## [The problem]
Copy all records verbatim.
===
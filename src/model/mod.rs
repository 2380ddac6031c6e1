//! Catalog entities. Each stored entity has an id assigned at creation; the
//! matching `*Record` type is the write payload (everything but the id).

mod author;
mod book;
mod book_instance;
mod genre;

pub use author::{Author, AuthorRecord};
pub use book::{Book, BookRecord};
pub use book_instance::{BookInstance, BookInstanceRecord, BookStatus, UnknownStatus};
pub use genre::{Genre, GenreRecord};

use crate::error::StoreError;
use chrono::NaiveDate;

/// Date format used on rendered pages, e.g. "Jun 5, 1965".
pub const DISPLAY_DATE: &str = "%b %-d, %Y";

pub fn format_display_date(date: NaiveDate) -> String {
    date.format(DISPLAY_DATE).to_string()
}

/// Store-side required-field check, applied again after form validation.
fn require(field: &'static str, value: &str) -> Result<(), StoreError> {
    if value.trim().is_empty() {
        return Err(StoreError::Validation(field));
    }
    Ok(())
}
===
## [Task result]
filename src/model/mod.rs
repository 2380ddac6031c6e1
//! Catalog entities. Each stored entity has an id assigned at creation; the
//! matching `*Record` type is the write payload (everything but the id).

mod author;
mod book;
mod book_instance;
mod genre;

pub use author::{Author, AuthorRecord};
pub use book::{Book, BookRecord};
pub use book_instance::{BookInstance, BookInstanceRecord, BookStatus, UnknownStatus};
pub use genre::{Genre, GenreRecord};

use crate::error::StoreError;
use chrono::NaiveDate;

/// Date format used on rendered pages, e.g. "Jun 5, 1965".
pub const DISPLAY_DATE: &str = "%b %-d, %Y";

pub fn format_display_date(date: NaiveDate) -> String {
    date.format(DISPLAY_DATE).to_string()
}

/// Store-side required-field check, applied again after form validation.
fn require(field: &'static str, value: &str) -> Result<(), StoreError> {
    if value.trim().is_empty() {
        return Err(StoreError::Validation(field));
    }
    Ok(())
}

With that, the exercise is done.